• RECORDS FOR THE TASK:
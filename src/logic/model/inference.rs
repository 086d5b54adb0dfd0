//! Inference over raw connection records

use std::time::Instant;

use ndarray::Array3;
use serde::{Deserialize, Serialize};

use super::artifact::ModelArtifact;
use super::network::HybridModel;
use super::threshold::DecisionThreshold;
use crate::logic::dataset::ConnectionRecord;
use crate::logic::error::Result;
use crate::logic::pipeline::Pipeline;

#[derive(Debug, Clone, Serialize, Deserialize)]
pub struct PredictionResult {
    /// Attack probability in [0, 1]
    pub probability: f64,
    pub is_attack: bool,
    pub threshold: f64,
    pub inference_time_us: u64,
}

/// Anything that can score a connection record
pub trait InferenceEngine {
    fn predict_record(&self, record: &ConnectionRecord) -> Result<PredictionResult>;

    fn predict_records(&self, records: &[ConnectionRecord]) -> Result<Vec<PredictionResult>> {
        records.iter().map(|r| self.predict_record(r)).collect()
    }
}

/// Trained model bound to the pipeline it was trained with
#[derive(Debug, Clone)]
pub struct Predictor {
    model: HybridModel,
    pipeline: Pipeline,
    threshold: DecisionThreshold,
}

impl Predictor {
    pub fn new(model: HybridModel, pipeline: Pipeline) -> Result<Self> {
        pipeline.schema().check_width(model.config.sequence_length)?;
        Ok(Self {
            model,
            pipeline,
            threshold: DecisionThreshold::default(),
        })
    }

    pub fn from_artifact(artifact: ModelArtifact) -> Result<Self> {
        let (model, pipeline, threshold) = artifact.into_parts()?;
        let mut predictor = Self::new(model, pipeline)?;
        predictor.threshold = threshold;
        Ok(predictor)
    }

    pub fn pipeline(&self) -> &Pipeline {
        &self.pipeline
    }

    pub fn model(&self) -> &HybridModel {
        &self.model
    }

    /// Score an already encoded and scaled vector of width W
    pub fn predict_scaled(&self, scaled: &[f64]) -> Result<PredictionResult> {
        let x = self.pipeline.reshaper().reshape_row(scaled)?;
        self.score(&x)
    }

    fn score(&self, x: &Array3<f64>) -> Result<PredictionResult> {
        let start = Instant::now();
        let probability = self.model.predict(x)?[0];
        Ok(PredictionResult {
            probability,
            is_attack: self.threshold.is_attack(probability),
            threshold: self.threshold.value(),
            inference_time_us: start.elapsed().as_micros() as u64,
        })
    }
}

impl InferenceEngine for Predictor {
    fn predict_record(&self, record: &ConnectionRecord) -> Result<PredictionResult> {
        let x = self.pipeline.transform_record(record)?;
        self.score(&x)
    }

    fn predict_records(&self, records: &[ConnectionRecord]) -> Result<Vec<PredictionResult>> {
        let start = Instant::now();
        let x = self.pipeline.transform(records)?;
        let probabilities = self.model.predict_batched(&x, crate::constants::DEFAULT_BATCH_SIZE)?;
        let per_record = (start.elapsed().as_micros() as u64) / records.len().max(1) as u64;

        Ok(probabilities
            .iter()
            .map(|&probability| PredictionResult {
                probability,
                is_attack: self.threshold.is_attack(probability),
                threshold: self.threshold.value(),
                inference_time_us: per_record,
            })
            .collect())
    }
}
//! Decision threshold

use serde::{Deserialize, Serialize};

use crate::constants::DECISION_THRESHOLD;

/// Probability strictly above the threshold is an attack
#[derive(Debug, Clone, Copy, PartialEq, Serialize, Deserialize)]
pub struct DecisionThreshold(pub f64);

impl Default for DecisionThreshold {
    fn default() -> Self {
        Self(DECISION_THRESHOLD)
    }
}

impl DecisionThreshold {
    pub fn value(&self) -> f64 {
        self.0
    }

    pub fn is_attack(&self, probability: f64) -> bool {
        probability > self.0
    }

    /// 1 = attack, 0 = normal
    pub fn binarize(&self, probabilities: &[f64]) -> Vec<u8> {
        probabilities.iter().map(|&p| u8::from(self.is_attack(p))).collect()
    }
}

#[cfg(test)]
mod tests {
    use super::*;

    #[test]
    fn test_threshold_is_strict() {
        let t = DecisionThreshold::default();
        assert!(!t.is_attack(0.5));
        assert!(t.is_attack(0.5000001));
        assert_eq!(t.binarize(&[0.1, 0.5, 0.9]), vec![0, 0, 1]);
    }
}
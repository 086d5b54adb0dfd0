//! Tensor helpers shared by the forward/backward passes
//!
//! Sequences are `(batch, positions, channels)`; dense layers run on the
//! `(batch * positions, channels)` row view.

use ndarray::{Array2, Array3, ArrayViewMut1, Axis};
use ndarray_rand::rand_distr::Uniform;
use ndarray_rand::RandomExt;
use rand::rngs::StdRng;
use serde::{Deserialize, Serialize};

/// Whether a forward pass belongs to a training step
#[derive(Debug, Clone, Copy, PartialEq, Eq)]
pub enum Mode {
    Train,
    Infer,
}

#[derive(Debug, Clone, Copy, PartialEq, Eq, Serialize, Deserialize)]
#[serde(rename_all = "snake_case")]
pub enum Activation {
    Linear,
    Relu,
}

impl Activation {
    pub fn apply(self, x: Array3<f64>) -> Array3<f64> {
        match self {
            Activation::Linear => x,
            Activation::Relu => x.mapv_into(relu),
        }
    }

    /// Gradient through the activation, given its output
    pub fn backward(self, output: &Array3<f64>, dy: &Array3<f64>) -> Array3<f64> {
        match self {
            Activation::Linear => dy.clone(),
            Activation::Relu => {
                let mut dz = dy.clone();
                dz.zip_mut_with(output, |d, &o| {
                    if o <= 0.0 {
                        *d = 0.0;
                    }
                });
                dz
            }
        }
    }
}

/// ReLU that lets NaN through so divergence stays visible downstream
pub fn relu(v: f64) -> f64 {
    if v > 0.0 || v.is_nan() {
        v
    } else {
        0.0
    }
}

// ============================================================================
// LAYOUT
// ============================================================================

/// (B, L, C) → (B*L, C)
pub fn to_rows(x: &Array3<f64>) -> Array2<f64> {
    let (b, l, c) = x.dim();
    Array2::from_shape_fn((b * l, c), |(r, j)| x[[r / l, r % l, j]])
}

/// (B*L, C) → (B, L, C)
pub fn from_rows(x: &Array2<f64>, batch: usize, len: usize) -> Array3<f64> {
    let c = x.ncols();
    Array3::from_shape_fn((batch, len, c), |(b, t, j)| x[[b * len + t, j]])
}

// ============================================================================
// BATCHED MATMUL
// ============================================================================

/// (B, M, K) · (B, K, N) → (B, M, N)
pub fn bmm(a: &Array3<f64>, b: &Array3<f64>) -> Array3<f64> {
    let (batch, m, _) = a.dim();
    let n = b.len_of(Axis(2));
    let mut out = Array3::zeros((batch, m, n));
    for i in 0..batch {
        out.index_axis_mut(Axis(0), i)
            .assign(&a.index_axis(Axis(0), i).dot(&b.index_axis(Axis(0), i)));
    }
    out
}

/// (B, K, M)ᵀ · (B, K, N) → (B, M, N)
pub fn bmm_tn(a: &Array3<f64>, b: &Array3<f64>) -> Array3<f64> {
    let (batch, _, m) = a.dim();
    let n = b.len_of(Axis(2));
    let mut out = Array3::zeros((batch, m, n));
    for i in 0..batch {
        out.index_axis_mut(Axis(0), i)
            .assign(&a.index_axis(Axis(0), i).t().dot(&b.index_axis(Axis(0), i)));
    }
    out
}

/// (B, M, K) · (B, N, K)ᵀ → (B, M, N)
pub fn bmm_nt(a: &Array3<f64>, b: &Array3<f64>) -> Array3<f64> {
    let (batch, m, _) = a.dim();
    let n = b.len_of(Axis(1));
    let mut out = Array3::zeros((batch, m, n));
    for i in 0..batch {
        out.index_axis_mut(Axis(0), i)
            .assign(&a.index_axis(Axis(0), i).dot(&b.index_axis(Axis(0), i).t()));
    }
    out
}

// ============================================================================
// ACTIVATIONS
// ============================================================================

/// Numerically stable logistic function
pub fn sigmoid(x: f64) -> f64 {
    if x >= 0.0 {
        1.0 / (1.0 + (-x).exp())
    } else {
        let e = x.exp();
        e / (1.0 + e)
    }
}

pub fn softmax_inplace(mut lane: ArrayViewMut1<'_, f64>) {
    let max = lane.iter().cloned().fold(f64::NEG_INFINITY, f64::max);
    lane.mapv_inplace(|v| (v - max).exp());
    let sum = lane.sum();
    if sum > 0.0 {
        lane.mapv_inplace(|v| v / sum);
    }
}

/// Softmax along `axis`
pub fn softmax_axis(x: &Array3<f64>, axis: Axis) -> Array3<f64> {
    let mut out = x.clone();
    for lane in out.lanes_mut(axis) {
        softmax_inplace(lane);
    }
    out
}

/// Gradient of the scores given softmax output `a` and upstream `da`
pub fn softmax_backward(a: &Array3<f64>, da: &Array3<f64>, axis: Axis) -> Array3<f64> {
    let dot = (a * da).sum_axis(axis).insert_axis(axis);
    a * &(da - &dot)
}

// ============================================================================
// INITIALIZERS
// ============================================================================

/// Glorot uniform: U(-l, l), l = sqrt(6 / (fan_in + fan_out))
pub fn glorot_uniform(rng: &mut StdRng, fan_in: usize, fan_out: usize, shape: (usize, usize)) -> Array2<f64> {
    let limit = (6.0 / (fan_in + fan_out).max(1) as f64).sqrt();
    Array2::random_using(shape, Uniform::new(-limit, limit), rng)
}

pub fn all_finite<'a, I: IntoIterator<Item = &'a f64>>(values: I) -> bool {
    values.into_iter().all(|v| v.is_finite())
}

/// Mean over positions: (B, L, C) → (B, C)
pub fn mean_over_positions(x: &Array3<f64>) -> Array2<f64> {
    let len = x.len_of(Axis(1)).max(1) as f64;
    x.sum_axis(Axis(1)) / len
}

/// Spread a pooled gradient back over `len` positions: (B, C) → (B, L, C)
pub fn unpool_positions(d: &Array2<f64>, len: usize) -> Array3<f64> {
    let scale = 1.0 / len.max(1) as f64;
    let (batch, c) = d.dim();
    Array3::from_shape_fn((batch, len, c), |(b, _, j)| d[[b, j]] * scale)
}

• WORK REQUEST:
Please return the lines above that run from the line containing "use super::*;" to the line containing "let (b, l, c) = x.dim();", inclusive, exactly and with no other lines.

• OUTPUT BELOW:
    use super::*;

    #[test]
    fn test_threshold_is_strict() {
        let t = DecisionThreshold::default();
        assert!(!t.is_attack(0.5));
        assert!(t.is_attack(0.5000001));
        assert_eq!(t.binarize(&[0.1, 0.5, 0.9]), vec![0, 0, 1]);
    }
}
repository 086d5b54adb0dfd0
//! Tensor helpers shared by the forward/backward passes
//!
//! Sequences are `(batch, positions, channels)`; dense layers run on the
//! `(batch * positions, channels)` row view.

use ndarray::{Array2, Array3, ArrayViewMut1, Axis};
use ndarray_rand::rand_distr::Uniform;
use ndarray_rand::RandomExt;
use rand::rngs::StdRng;
use serde::{Deserialize, Serialize};

/// Whether a forward pass belongs to a training step
#[derive(Debug, Clone, Copy, PartialEq, Eq)]
pub enum Mode {
    Train,
    Infer,
}

#[derive(Debug, Clone, Copy, PartialEq, Eq, Serialize, Deserialize)]
#[serde(rename_all = "snake_case")]
pub enum Activation {
    Linear,
    Relu,
}

impl Activation {
    pub fn apply(self, x: Array3<f64>) -> Array3<f64> {
        match self {
            Activation::Linear => x,
            Activation::Relu => x.mapv_into(relu),
        }
    }

    /// Gradient through the activation, given its output
    pub fn backward(self, output: &Array3<f64>, dy: &Array3<f64>) -> Array3<f64> {
        match self {
            Activation::Linear => dy.clone(),
            Activation::Relu => {
                let mut dz = dy.clone();
                dz.zip_mut_with(output, |d, &o| {
                    if o <= 0.0 {
                        *d = 0.0;
                    }
                });
                dz
            }
        }
    }
}

/// ReLU that lets NaN through so divergence stays visible downstream
pub fn relu(v: f64) -> f64 {
    if v > 0.0 || v.is_nan() {
        v
    } else {
        0.0
    }
}

// ============================================================================
// LAYOUT
// ============================================================================

/// (B, L, C) → (B*L, C)
pub fn to_rows(x: &Array3<f64>) -> Array2<f64> {
    let (b, l, c) = x.dim();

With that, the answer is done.